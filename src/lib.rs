//! Semantic response cache
//!
//! Caches generated answers keyed by the meaning of the question:
//! - Embedding-based lookup with a configurable similarity threshold
//! - TTL and age-based invalidation
//! - Capacity-bounded storage, evicting the oldest entry first
//! - Snapshot persistence to a binary index file and a JSON Lines entry table

pub mod cli;
pub mod config;
pub mod domain;
pub mod infrastructure;

pub use config::AppConfig;

use std::sync::Arc;

use domain::DomainError;
use infrastructure::embedding::build_embedding_provider;
use infrastructure::semantic_cache::FileSnapshotStore;
use infrastructure::services::SemanticCacheService;

/// Build a file-backed cache service from application configuration
pub fn build_cache_service(config: &AppConfig) -> Result<SemanticCacheService, DomainError> {
    let embedding_provider = build_embedding_provider(&config.embedding)?;
    let persistence = Arc::new(FileSnapshotStore::new(
        &config.cache.index_path,
        &config.cache.store_path,
    ));

    SemanticCacheService::new(config.cache.clone(), embedding_provider, persistence)
}
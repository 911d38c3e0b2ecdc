use async_trait::async_trait;

use crate::domain::DomainError;

/// Trait for HTTP client operations (for mocking)
#[async_trait]
pub trait HttpClientTrait: Send + Sync + std::fmt::Debug {
    async fn post_json(
        &self,
        url: &str,
        headers: Vec<(&str, &str)>,
        body: &serde_json::Value,
    ) -> Result<serde_json::Value, DomainError>;
}

/// Real HTTP client using reqwest
#[derive(Debug, Clone)]
pub struct HttpClient {
    client: reqwest::Client,
}

impl HttpClient {
    pub fn new() -> Self {
        Self {
            client: reqwest::Client::new(),
        }
    }

    pub fn with_timeout(timeout: std::time::Duration) -> Result<Self, DomainError> {
        let client = reqwest::Client::builder()
            .timeout(timeout)
            .build()
            .map_err(|e| {
                DomainError::configuration(format!("Failed to build HTTP client: {}", e))
            })?;

        Ok(Self { client })
    }
}

impl Default for HttpClient {
    fn default() -> Self {
        Self::new()
    }
}

#[async_trait]
impl HttpClientTrait for HttpClient {
    async fn post_json(
        &self,
        url: &str,
        headers: Vec<(&str, &str)>,
        body: &serde_json::Value,
    ) -> Result<serde_json::Value, DomainError> {
        let mut request = self.client.post(url);

        for (key, value) in headers {
            request = request.header(key, value);
        }

        let response = request
            .json(body)
            .send()
            .await
            .map_err(|e| DomainError::provider("http", format!("Request failed: {}", e)))?;

        if !response.status().is_success() {
            let status = response.status();
            let error_body = response.text().await.unwrap_or_default();
            return Err(DomainError::provider(
                "http",
                format!("HTTP {}: {}", status, error_body),
            ));
        }

        response
            .json()
            .await
            .map_err(|e| DomainError::provider("http", format!("Failed to parse response: {}", e)))
    }
}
+ + +
| WHAT YOU ARE ASKED TO DO |
All entries given above should be transcribed exactly, with none omitted.

| TASK OUTPUT |
filename src/lib.rs
//! Semantic response cache
//!
//! Caches generated answers keyed by the meaning of the question:
//! - Embedding-based lookup with a configurable similarity threshold
//! - TTL and age-based invalidation
//! - Capacity-bounded storage, evicting the oldest entry first
//! - Snapshot persistence to a binary index file and a JSON Lines entry table

pub mod cli;
pub mod config;
pub mod domain;
pub mod infrastructure;

pub use config::AppConfig;

use std::sync::Arc;

use domain::DomainError;
use infrastructure::embedding::build_embedding_provider;
use infrastructure::semantic_cache::FileSnapshotStore;
use infrastructure::services::SemanticCacheService;

/// Build a file-backed cache service from application configuration
pub fn build_cache_service(config: &AppConfig) -> Result<SemanticCacheService, DomainError> {
    let embedding_provider = build_embedding_provider(&config.embedding)?;
    let persistence = Arc::new(FileSnapshotStore::new(
        &config.cache.index_path,
        &config.cache.store_path,
    ));

    SemanticCacheService::new(config.cache.clone(), embedding_provider, persistence)
}
repository 911d38c3e0b2ecdc
use async_trait::async_trait;

use crate::domain::DomainError;

/// Trait for HTTP client operations (for mocking)
#[async_trait]
pub trait HttpClientTrait: Send + Sync + std::fmt::Debug {
    async fn post_json(
        &self,
        url: &str,
        headers: Vec<(&str, &str)>,
        body: &serde_json::Value,
    ) -> Result<serde_json::Value, DomainError>;
}

/// Real HTTP client using reqwest
#[derive(Debug, Clone)]
pub struct HttpClient {
    client: reqwest::Client,
}

impl HttpClient {
    pub fn new() -> Self {
        Self {
            client: reqwest::Client::new(),
        }
    }

    pub fn with_timeout(timeout: std::time::Duration) -> Result<Self, DomainError> {
        let client = reqwest::Client::builder()
            .timeout(timeout)
            .build()
            .map_err(|e| {
                DomainError::configuration(format!("Failed to build HTTP client: {}", e))
            })?;

        Ok(Self { client })
    }
}

impl Default for HttpClient {
    fn default() -> Self {
        Self::new()
    }
}

#[async_trait]
impl HttpClientTrait for HttpClient {
    async fn post_json(
        &self,
        url: &str,
        headers: Vec<(&str, &str)>,
        body: &serde_json::Value,
    ) -> Result<serde_json::Value, DomainError> {
        let mut request = self.client.post(url);

        for (key, value) in headers {
            request = request.header(key, value);
        }

        let response = request
            .json(body)
            .send()
            .await
            .map_err(|e| DomainError::provider("http", format!("Request failed: {}", e)))?;

        if !response.status().is_success() {
            let status = response.status();
            let error_body = response.text().await.unwrap_or_default();
            return Err(DomainError::provider(
                "http",
                format!("HTTP {}: {}", status, error_body),
            ));
        }

        response
            .json()
            .await
            .map_err(|e| DomainError::provider("http", format!("Failed to parse response: {}", e)))
    }
}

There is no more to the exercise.